● **INSTRUCTIONS TO FOLLOW**
Go through the entries below and tally the lines holding "dependents"; please reply with the number only.
-- INPUT MATERIAL follows --
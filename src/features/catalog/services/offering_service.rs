use sqlx::{MySql, MySqlPool, QueryBuilder};

use crate::core::error::{AppError, Result};
use crate::features::catalog::dtos::{
    CreateServiceDto, ListServicesQuery, ServiceResponseDto, UpdateServiceDto,
};
use crate::features::catalog::models::{Service, SERVICE_COLUMNS};
use crate::shared::validation::blank_to_none;

const SLUG_TAKEN: &str = "A service with this slug already exists in the category";
const UNKNOWN_CATEGORY: &str = "Service category does not exist";
const HAS_FEATURES: &str = "Service still has features; delete or move them first";

/// Service for the middle tier of the catalog (`services` table)
pub struct OfferingService {
    pool: MySqlPool,
}

impl OfferingService {
    pub fn new(pool: MySqlPool) -> Self {
        Self { pool }
    }

    /// List active services, optionally narrowed to one category by id or slug
    pub async fn list_active(&self, query: &ListServicesQuery) -> Result<Vec<ServiceResponseDto>> {
        let mut builder = QueryBuilder::<MySql>::new(format!(
            "SELECT {} FROM services s \
             JOIN service_categories c ON c.id = s.category_id \
             WHERE s.is_active = TRUE",
            SERVICE_COLUMNS
        ));

        if let Some(category_id) = query.category_id {
            builder.push(" AND s.category_id = ").push_bind(category_id);
        }
        if let Some(category_slug) = &query.category_slug {
            builder.push(" AND c.slug = ").push_bind(category_slug.clone());
        }
        builder.push(" ORDER BY s.sort_order, s.name");

        let services = builder
            .build_query_as::<Service>()
            .fetch_all(&self.pool)
            .await
            .map_err(|e| {
                tracing::error!("Failed to list services: {:?}", e);
                AppError::Database(e)
            })?;

        Ok(services.into_iter().map(Into::into).collect())
    }

    /// Every service, including inactive ones (admin screens)
    pub async fn list_all(&self) -> Result<Vec<ServiceResponseDto>> {
        let query = format!(
            "SELECT {} FROM services s ORDER BY s.category_id, s.sort_order, s.name",
            SERVICE_COLUMNS
        );
        let services = sqlx::query_as::<_, Service>(&query)
            .fetch_all(&self.pool)
            .await
            .map_err(|e| {
                tracing::error!("Failed to list services: {:?}", e);
                AppError::Database(e)
            })?;

        Ok(services.into_iter().map(Into::into).collect())
    }

    /// Resolve `/services/{categorySlug}/{serviceSlug}`; both rows must be active
    pub async fn get_by_slugs(
        &self,
        category_slug: &str,
        service_slug: &str,
    ) -> Result<ServiceResponseDto> {
        let query = format!(
            "SELECT {} FROM services s \
             JOIN service_categories c ON c.id = s.category_id \
             WHERE c.slug = ? AND s.slug = ? AND s.is_active = TRUE AND c.is_active = TRUE",
            SERVICE_COLUMNS
        );
        sqlx::query_as::<_, Service>(&query)
            .bind(category_slug)
            .bind(service_slug)
            .fetch_optional(&self.pool)
            .await
            .map_err(|e| {
                tracing::error!("Failed to get service by slug: {:?}", e);
                AppError::Database(e)
            })?
            .map(Into::into)
            .ok_or_else(|| AppError::NotFound("Service not found".to_string()))
    }

    pub async fn get_by_id(&self, id: i64) -> Result<ServiceResponseDto> {
        let query = format!("SELECT {} FROM services s WHERE s.id = ?", SERVICE_COLUMNS);
        sqlx::query_as::<_, Service>(&query)
            .bind(id)
            .fetch_optional(&self.pool)
            .await
            .map_err(|e| {
                tracing::error!("Failed to get service {}: {:?}", id, e);
                AppError::Database(e)
            })?
            .map(Into::into)
            .ok_or_else(|| AppError::NotFound(format!("Service {} not found", id)))
    }

    async fn ensure_category_exists(&self, category_id: i64) -> Result<()> {
        let count: i64 = sqlx::query_scalar("SELECT COUNT(*) FROM service_categories WHERE id = ?")
            .bind(category_id)
            .fetch_one(&self.pool)
            .await
            .map_err(AppError::Database)?;

        if count > 0 {
            Ok(())
        } else {
            Err(AppError::BadRequest(format!(
                "Service category {} does not exist",
                category_id
            )))
        }
    }

    pub async fn create(&self, dto: CreateServiceDto) -> Result<ServiceResponseDto> {
        self.ensure_category_exists(dto.category_id).await?;

        let result = sqlx::query(
            r#"
            INSERT INTO services
                (category_id, name, slug, description, short_description, content, icon,
                 meta_title, meta_description, is_active, sort_order)
            VALUES (?, ?, ?, ?, ?, ?, ?, ?, ?, ?, ?)
            "#,
        )
        .bind(dto.category_id)
        .bind(&dto.name)
        .bind(&dto.slug)
        .bind(blank_to_none(dto.description))
        .bind(blank_to_none(dto.short_description))
        .bind(blank_to_none(dto.content))
        .bind(blank_to_none(dto.icon))
        .bind(blank_to_none(dto.meta_title))
        .bind(blank_to_none(dto.meta_description))
        .bind(dto.is_active.unwrap_or(true))
        .bind(dto.sort_order.unwrap_or(0))
        .execute(&self.pool)
        .await
        .map_err(|e| AppError::from_db(e, SLUG_TAKEN, UNKNOWN_CATEGORY))?;

        let id = result.last_insert_id() as i64;
        tracing::info!(
            "Created service {} ({}) in category {}",
            id,
            dto.slug,
            dto.category_id
        );
        self.get_by_id(id).await
    }

    pub async fn update(&self, id: i64, dto: UpdateServiceDto) -> Result<ServiceResponseDto> {
        if let Some(category_id) = dto.category_id {
            self.ensure_category_exists(category_id).await?;
        }

        sqlx::query(
            r#"
            UPDATE services
            SET category_id = COALESCE(?, category_id),
                name = COALESCE(?, name),
                slug = COALESCE(?, slug),
                description = COALESCE(?, description),
                short_description = COALESCE(?, short_description),
                content = COALESCE(?, content),
                icon = COALESCE(?, icon),
                meta_title = COALESCE(?, meta_title),
                meta_description = COALESCE(?, meta_description),
                is_active = COALESCE(?, is_active),
                sort_order = COALESCE(?, sort_order),
                updated_at = CURRENT_TIMESTAMP
            WHERE id = ?
            "#,
        )
        .bind(dto.category_id)
        .bind(dto.name)
        .bind(dto.slug)
        .bind(dto.description)
        .bind(dto.short_description)
        .bind(dto.content)
        .bind(dto.icon)
        .bind(dto.meta_title)
        .bind(dto.meta_description)
        .bind(dto.is_active)
        .bind(dto.sort_order)
        .bind(id)
        .execute(&self.pool)
        .await
        .map_err(|e| AppError::from_db(e, SLUG_TAKEN, UNKNOWN_CATEGORY))?;

        tracing::info!("Updated service {}", id);
        self.get_by_id(id).await
    }

    /// Delete a service. Refused while features still reference it.
    pub async fn delete(&self, id: i64) -> Result<()> {
        let dependents: i64 = sqlx::query_scalar("SELECT COUNT(*) FROM features WHERE service_id = ?")
            .bind(id)
            .fetch_one(&self.pool)
            .await
            .map_err(AppError::Database)?;

        if dependents > 0 {
            return Err(AppError::Conflict(HAS_FEATURES.to_string()));
        }

        let result = sqlx::query("DELETE FROM services WHERE id = ?")
            .bind(id)
            .execute(&self.pool)
            .await
            .map_err(|e| AppError::from_db(e, HAS_FEATURES, HAS_FEATURES))?;

        if result.rows_affected() == 0 {
            return Err(AppError::NotFound(format!("Service {} not found", id)));
        }

        tracing::info!("Deleted service {}", id);
        Ok(())
    }
}
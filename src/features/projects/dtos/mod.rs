mod project_dto;

pub use project_dto::*;
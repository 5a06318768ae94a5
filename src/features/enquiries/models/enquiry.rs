use std::fmt;
use std::str::FromStr;

use chrono::{DateTime, Utc};
use serde::{Deserialize, Serialize};
use sqlx::FromRow;
use utoipa::ToSchema;

/// Sales pipeline stage of a contact enquiry
#[derive(Debug, Clone, Copy, Default, PartialEq, Eq, Serialize, Deserialize, ToSchema)]
#[serde(rename_all = "lowercase")]
pub enum EnquiryStatus {
    #[default]
    New,
    Contacted,
    Qualified,
    Closed,
}

impl EnquiryStatus {
    pub fn as_str(&self) -> &'static str {
        match self {
            EnquiryStatus::New => "new",
            EnquiryStatus::Contacted => "contacted",
            EnquiryStatus::Qualified => "qualified",
            EnquiryStatus::Closed => "closed",
        }
    }
}

impl fmt::Display for EnquiryStatus {
    fn fmt(&self, f: &mut fmt::Formatter<'_>) -> fmt::Result {
        f.write_str(self.as_str())
    }
}

impl FromStr for EnquiryStatus {
    type Err = String;

    fn from_str(s: &str) -> Result<Self, Self::Err> {
        match s {
            "new" => Ok(EnquiryStatus::New),
            "contacted" => Ok(EnquiryStatus::Contacted),
            "qualified" => Ok(EnquiryStatus::Qualified),
            "closed" => Ok(EnquiryStatus::Closed),
            other => Err(format!("unknown enquiry status '{}'", other)),
        }
    }
}

impl TryFrom<String> for EnquiryStatus {
    type Error = String;

    fn try_from(value: String) -> Result<Self, Self::Error> {
        value.parse()
    }
}

#[derive(Debug, Clone, FromRow)]
pub struct Enquiry {
    pub id: i64,
    pub name: String,
    pub email: String,
    pub phone: Option<String>,
    pub company: Option<String>,
    pub service_interest: Option<String>,
    pub budget_range: Option<String>,
    pub message: String,
    #[sqlx(try_from = "String")]
    pub status: EnquiryStatus,
    pub source: String,
    pub responded_at: Option<DateTime<Utc>>,
    pub created_at: DateTime<Utc>,
    pub updated_at: DateTime<Utc>,
}

pub(crate) const ENQUIRY_COLUMNS: &str = "id, name, email, phone, company, service_interest, \
     budget_range, message, status, source, responded_at, created_at, updated_at";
-- INPUT MATERIAL concluded --
● **EXERCISE SOLUTION**
2